Хороший редактор необходим любому тексту как воздух, но лучше, если им будет сам автор. Забегая вперед, скажу, что записки отца год спустя мне удалось опубликовать в одном из толстых журналов – мать этого уже не узнала. В своей военной части письмо отца было голо, как сама война, – будто пережитая подростком беда, от которой перехватывает горло, водила его пером.
Мать тяжело переживала смерть брата, и я не знал, показывать ли ей повесть. Дело было не в ней, а в отце, который с неодобрением относился ко всему, что я ни делал с семнадцати лет, как только от них ушел. Он охотно принимал моих жен и своих внучек, но уже внук вызывал у него только раздражение – и дело было не в покладистости или строптивости характера, а в скрытом соперничестве. С ними и теперь жила моя племянница, пока у младшей сестры все никак не получалось наладить семейную жизнь в Одессе. Мою сестру они не отпускали от себя до тридцатилетнего возраста, что не могло закончиться добром. Внучку они из каких-то соображений не отдали вовремя в школу и той весной стали готовить ее к поступлению сразу во второй класс.
Весна. Война
Как и положено в России, весна наступила в конце марта. А с ней, как гром среди ясного неба, война в Югославии. Этот ёханный саксофонист сделал это! Примаков молодцом развернулся над Атлантикой и тем спас честь российской дипломатии, за что в скором времени был отправлен в отставку.

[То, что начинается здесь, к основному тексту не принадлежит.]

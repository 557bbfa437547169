use std::sync::Arc;

use crate::errors::InternalError;
use crate::errors::internal::ValidationError;
use crate::errors::internal::validation::{normalize_text, require_text};
use crate::providers::CryptoProvider;
use crate::stores::{NewUser, UserStore};
use crate::types::db::user;
use crate::types::internal::Role;

pub const USERNAME_MAX_LENGTH: usize = 20;
pub const SCOPE_FIELD_MAX_LENGTH: usize = 50;

/// Account details as supplied by an operator
#[derive(Debug, Clone)]
pub struct CreateUserRequest {
    pub username: String,
    pub password: String,
    pub role: Role,
    pub college_name: Option<String>,
    pub branch_name: Option<String>,
}

/// Creates user accounts (administrative seeding)
pub struct UserProvider {
    user_store: Arc<UserStore>,
    crypto_provider: Arc<CryptoProvider>,
}

impl UserProvider {
    pub fn new(user_store: Arc<UserStore>, crypto_provider: Arc<CryptoProvider>) -> Self {
        Self {
            user_store,
            crypto_provider,
        }
    }

    /// Validate, hash the password and store a new user
    ///
    /// Username and scope fields are trimmed; blank college or branch values
    /// are stored as absent.
    ///
    /// # Returns
    /// * `Ok(user::Model)` - The created user
    /// * `Err(InternalError)` - Validation failure, duplicate username or storage error
    pub async fn create_user(&self, request: CreateUserRequest) -> Result<user::Model, InternalError> {
        let username = require_text("username", Some(&request.username), USERNAME_MAX_LENGTH)?;
        if request.password.is_empty() {
            return Err(ValidationError::missing("password").into());
        }
        let college_name = normalize_text("college_name", request.college_name.as_deref(), SCOPE_FIELD_MAX_LENGTH)?;
        let branch_name = normalize_text("branch_name", request.branch_name.as_deref(), SCOPE_FIELD_MAX_LENGTH)?;

        let password_hash = self.crypto_provider.hash_password(&request.password).await?;

        let user = self
            .user_store
            .create_user(NewUser {
                username,
                password_hash,
                role: request.role,
                college_name,
                branch_name,
            })
            .await?;

        tracing::info!(user_id = %user.id, username = %user.username, role = %user.role, "User created");
        Ok(user)
    }
}

#[cfg(test)]
mod tests {
    use super::*;
    use crate::errors::internal::CredentialError;
    use crate::test::utils::setup_test_db;

    fn provider(db: sea_orm::DatabaseConnection) -> UserProvider {
        UserProvider::new(Arc::new(UserStore::new(db)), Arc::new(CryptoProvider::new()))
    }

    fn request(username: &str) -> CreateUserRequest {
        CreateUserRequest {
            username: username.to_string(),
            password: "pass-word".to_string(),
            role: Role::Student,
            college_name: Some(" X ".to_string()),
            branch_name: Some("CS".to_string()),
        }
    }

    #[tokio::test]
    async fn test_create_user_hashes_password_and_trims_scope() {
        let provider = provider(setup_test_db().await);

        let user = provider.create_user(request(" asha ")).await.unwrap();

        assert_eq!(user.username, "asha");
        assert_eq!(user.college_name.as_deref(), Some("X"));
        assert_ne!(user.password_hash, "pass-word");
        assert!(user.password_hash.starts_with("$argon2"));
    }

    #[tokio::test]
    async fn test_blank_scope_is_stored_as_absent() {
        let provider = provider(setup_test_db().await);
        let mut req = request("admin");
        req.role = Role::Admin;
        req.college_name = Some("  ".to_string());
        req.branch_name = None;

        let user = provider.create_user(req).await.unwrap();
        assert_eq!(user.college_name, None);
        assert_eq!(user.branch_name, None);
    }

    #[tokio::test]
    async fn test_username_length_is_limited() {
        let provider = provider(setup_test_db().await);
        let err = provider
            .create_user(request("a-username-that-is-far-too-long"))
            .await
            .unwrap_err();
        assert!(matches!(
            err,
            InternalError::Validation(ValidationError::FieldTooLong { max: 20, .. })
        ));
    }

    #[tokio::test]
    async fn test_missing_password_is_rejected() {
        let provider = provider(setup_test_db().await);
        let mut req = request("asha");
        req.password = String::new();

        let err = provider.create_user(req).await.unwrap_err();
        assert!(matches!(err, InternalError::Validation(ValidationError::MissingField { .. })));
    }

    #[tokio::test]
    async fn test_duplicate_username_is_rejected() {
        let provider = provider(setup_test_db().await);
        provider.create_user(request("asha")).await.unwrap();

        let err = provider.create_user(request("asha")).await.unwrap_err();
        assert!(matches!(err, InternalError::Credential(CredentialError::DuplicateUsername(_))));
    }
}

Моя жена узнала о бомбежках Белграда из поездного радио, разбирая постель. Обычно украинские гастарбайтеры напивались в поездах по пути в Россию и обратно, но тут весь вагон затих и залег на полки, будто это касалось всех пассажиров. Семья вернула мне жену 25 марта, нарочно не придумаешь – в годовщину смерти ее матери.
Я был в бешенстве и второй или третий раз в жизни написал публицистику: как поколение 68-го года, – Билл с Тони, «зеленый»

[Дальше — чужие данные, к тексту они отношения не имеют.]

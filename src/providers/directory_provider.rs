use std::sync::Arc;

use crate::errors::InternalError;
use crate::errors::internal::validation::require_text;
use crate::stores::FacultyStaffStore;
use crate::types::db::faculty_staff;
use crate::types::internal::{Principal, ScopeKey};

pub const FACULTY_NAME_NOT_AVAILABLE: &str = "Faculty Name Not Available";
pub const STAFF_NAME_NOT_AVAILABLE: &str = "Staff Name Not Available";

/// Longest faculty or staff name accepted
pub const NAME_MAX_LENGTH: usize = 100;

/// Result of a directory lookup; never an error for a missing entry
#[derive(Debug, Clone, PartialEq, Eq)]
pub struct DirectoryListing {
    pub scope: ScopeKey,
    pub faculty_name: String,
    pub staff_name: String,
    /// False when the sentinel names were substituted
    pub found: bool,
}

impl DirectoryListing {
    fn not_available(scope: ScopeKey) -> Self {
        Self {
            scope,
            faculty_name: FACULTY_NAME_NOT_AVAILABLE.to_string(),
            staff_name: STAFF_NAME_NOT_AVAILABLE.to_string(),
            found: false,
        }
    }
}

/// Faculty/staff directory per (college, branch)
pub struct DirectoryProvider {
    store: Arc<FacultyStaffStore>,
}

impl DirectoryProvider {
    pub fn new(store: Arc<FacultyStaffStore>) -> Self {
        Self { store }
    }

    /// Add an entry for the admin's own college/branch
    pub async fn add_entry(
        &self,
        admin: &Principal,
        faculty_name: Option<&str>,
        staff_name: Option<&str>,
    ) -> Result<faculty_staff::Model, InternalError> {
        let scope = admin.require_scope()?;
        let faculty_name = require_text("faculty_name", faculty_name, NAME_MAX_LENGTH)?;
        let staff_name = require_text("staff_name", staff_name, NAME_MAX_LENGTH)?;

        let entry = self.store.create_entry(&scope, faculty_name, staff_name).await?;

        tracing::info!(entry_id = entry.id, scope = %scope, admin_id = %admin.user_id, "Directory entry created");
        Ok(entry)
    }

    /// Names for `scope`, or the sentinel pair when there is no entry
    ///
    /// With several entries the oldest is returned.
    pub async fn lookup(&self, scope: &ScopeKey) -> Result<DirectoryListing, InternalError> {
        let Some(entry) = self.store.first_for_scope(scope).await? else {
            tracing::debug!(scope = %scope, "No directory entry, using placeholders");
            return Ok(DirectoryListing::not_available(scope.clone()));
        };

        let count = self.store.count_for_scope(scope).await?;
        if count > 1 {
            tracing::warn!(scope = %scope, count, entry_id = entry.id, "Several directory entries, using the oldest");
        }

        Ok(DirectoryListing {
            scope: scope.clone(),
            faculty_name: entry.faculty_name,
            staff_name: entry.staff_name,
            found: true,
        })
    }

    /// Lookup for the caller's own scope
    ///
    /// A principal without a complete scope gets the sentinel pair too.
    pub async fn lookup_for(&self, principal: &Principal) -> Result<DirectoryListing, InternalError> {
        match principal.scope() {
            Some(scope) => self.lookup(&scope).await,
            None => Ok(DirectoryListing::not_available(ScopeKey::new(
                principal.college_name.clone().unwrap_or_default(),
                principal.branch_name.clone().unwrap_or_default(),
            ))),
        }
    }
}

#[cfg(test)]
mod tests {
    use super::*;
    use crate::errors::internal::ValidationError;
    use crate::test::utils::setup_test_db;
    use crate::types::internal::Role;

    fn admin(scope: Option<(&str, &str)>) -> Principal {
        Principal {
            user_id: "admin-id".to_string(),
            username: "admin".to_string(),
            role: Role::Admin,
            college_name: scope.map(|(c, _)| c.to_string()),
            branch_name: scope.map(|(_, b)| b.to_string()),
        }
    }

    async fn provider() -> DirectoryProvider {
        DirectoryProvider::new(Arc::new(FacultyStaffStore::new(setup_test_db().await)))
    }

    #[tokio::test]
    async fn test_miss_returns_sentinel_pair() {
        let provider = provider().await;
        let listing = provider.lookup(&ScopeKey::new("X", "CS")).await.unwrap();

        assert!(!listing.found);
        assert_eq!(listing.faculty_name, "Faculty Name Not Available");
        assert_eq!(listing.staff_name, "Staff Name Not Available");
    }

    #[tokio::test]
    async fn test_add_then_lookup() {
        let provider = provider().await;
        let admin = admin(Some(("X", "CS")));
        provider.add_entry(&admin, Some(" Dr. Rao "), Some("Mr. Iyer")).await.unwrap();

        let listing = provider.lookup_for(&admin).await.unwrap();
        assert!(listing.found);
        assert_eq!(listing.faculty_name, "Dr. Rao");
        assert_eq!(listing.staff_name, "Mr. Iyer");
        assert_eq!(listing.scope, ScopeKey::new("X", "CS"));
    }

    #[tokio::test]
    async fn test_oldest_entry_wins() {
        let provider = provider().await;
        let admin = admin(Some(("X", "CS")));
        provider.add_entry(&admin, Some("First"), Some("One")).await.unwrap();
        provider.add_entry(&admin, Some("Second"), Some("Two")).await.unwrap();

        let listing = provider.lookup_for(&admin).await.unwrap();
        assert_eq!(listing.faculty_name, "First");
    }

    #[tokio::test]
    async fn test_missing_names_are_validation_errors() {
        let provider = provider().await;
        let err = provider
            .add_entry(&admin(Some(("X", "CS"))), Some("Dr. Rao"), Some(""))
            .await
            .unwrap_err();
        assert!(matches!(err, InternalError::Validation(ValidationError::MissingField { .. })));
    }

    #[tokio::test]
    async fn test_admin_without_scope_cannot_add() {
        let provider = provider().await;
        let err = provider.add_entry(&admin(None), Some("A"), Some("B")).await.unwrap_err();
        assert!(matches!(err, InternalError::Validation(ValidationError::IncompleteScope { .. })));
    }

    #[tokio::test]
    async fn test_unscoped_lookup_is_sentinel() {
        let provider = provider().await;
        let listing = provider.lookup_for(&admin(None)).await.unwrap();
        assert!(!listing.found);
    }
}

Йошка и похожий на университетского профессора Солана, под дружное одобрение чехов с поляками, венграми и прочими, – совершило гадость, от которой воздержалось бы трезвое поколение «ястребов», – похожая на кондора Тетчер, военный летчик Буш-старший и даже киноковбой
Рейган, – и как объединенная Европа уселась вдруг посреди променада в кровавую югославскую лужу. Андрей-младший смог поместить это в своем сетевом издании в выходные, в отсутствие начальства.

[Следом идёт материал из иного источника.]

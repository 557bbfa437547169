// Test utilities shared across unit tests
// Only compiled when running tests

use std::sync::Arc;

use chrono::Utc;
use migration::{Migrator, MigratorTrait};
use sea_orm::{ActiveModelTrait, Database, DatabaseConnection, Set};
use uuid::Uuid;

use crate::app_data::AppData;
use crate::config::{DatabaseConnections, SecretManager};
use crate::providers::CreateUserRequest;
use crate::types::db::user;
use crate::types::internal::context::request_context::SESSION_COOKIE;
use crate::types::internal::{Principal, RequestContext, Role};

pub const TEST_SESSION_SECRET: &str = "test-session-secret-at-least-32-characters";

/// Creates an in-memory database with all migrations applied
pub async fn setup_test_db() -> DatabaseConnection {
    let db = Database::connect("sqlite::memory:")
        .await
        .expect("Failed to create test database");

    Migrator::up(&db, None)
        .await
        .expect("Failed to run migrations");

    db
}

/// Inserts a user row directly, bypassing password hashing
///
/// The stored hash is not a valid PHC string, so these users cannot log in.
/// Use `UserProvider::create_user` for login tests.
pub async fn insert_user(
    db: &DatabaseConnection,
    username: &str,
    role: Role,
    scope: Option<(&str, &str)>,
) -> user::Model {
    user::ActiveModel {
        id: Set(Uuid::new_v4().to_string()),
        username: Set(username.to_string()),
        password_hash: Set("not-a-real-hash".to_string()),
        role: Set(role.as_str().to_string()),
        college_name: Set(scope.map(|(college, _)| college.to_string())),
        branch_name: Set(scope.map(|(_, branch)| branch.to_string())),
        created_at: Set(Utc::now().timestamp()),
    }
    .insert(db)
    .await
    .expect("Failed to insert test user")
}

/// Inserts a user and returns an authenticated context for it
pub async fn context_for(
    db: &DatabaseConnection,
    username: &str,
    role: Role,
    scope: Option<(&str, &str)>,
) -> RequestContext {
    let model = insert_user(db, username, role, scope).await;
    let principal = Principal::try_from(model).expect("Test user should convert");
    RequestContext::anonymous().with_principal(principal)
}

/// Builds AppData over a fresh in-memory database
pub async fn setup_test_app_data() -> Arc<AppData> {
    let db = setup_test_db().await;
    Arc::new(AppData::new(
        DatabaseConnections { db },
        Arc::new(SecretManager::from_session_secret(TEST_SESSION_SECRET)),
        std::time::Duration::from_secs(60 * 60),
    ))
}

/// Creates a loginable user, opens a session for it and returns a request carrying the cookie
pub async fn session_request(
    app_data: &AppData,
    username: &str,
    role: Role,
    scope: (&str, &str),
) -> poem::Request {
    let user = app_data
        .providers
        .user_provider
        .create_user(CreateUserRequest {
            username: username.to_string(),
            password: "password".to_string(),
            role,
            college_name: Some(scope.0.to_string()),
            branch_name: Some(scope.1.to_string()),
        })
        .await
        .expect("Failed to create test user");
    let session = app_data
        .providers
        .authentication_provider
        .open_session(&user.id)
        .await
        .expect("Failed to open session");

    poem::Request::builder()
        .header("Cookie", format!("{}={}", SESSION_COOKIE, session.token))
        .finish()
}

До той поры, вопреки всему, я еще не чувствовал себя преданным. «Вы» перекраиваете мир и воруете, но и мне, в силу занятости и по недосмотру, даете жить, как я хочу, – что было невозможно «до» и все более невозможно «после». Но тут стало окончательно ясно, что миролюбие повсеместно понимается как сдача на милость победителя – если такое позволяют себе на голубом глазу страны свободные и сильные. Мое поколение страдало дряблостью воли, но оно же было самым миролюбивым, самым небитым и благополучным из тех, что я знал.
Пришла пора восполнить пробелы в его образовании – и кто-то должен был этим заняться.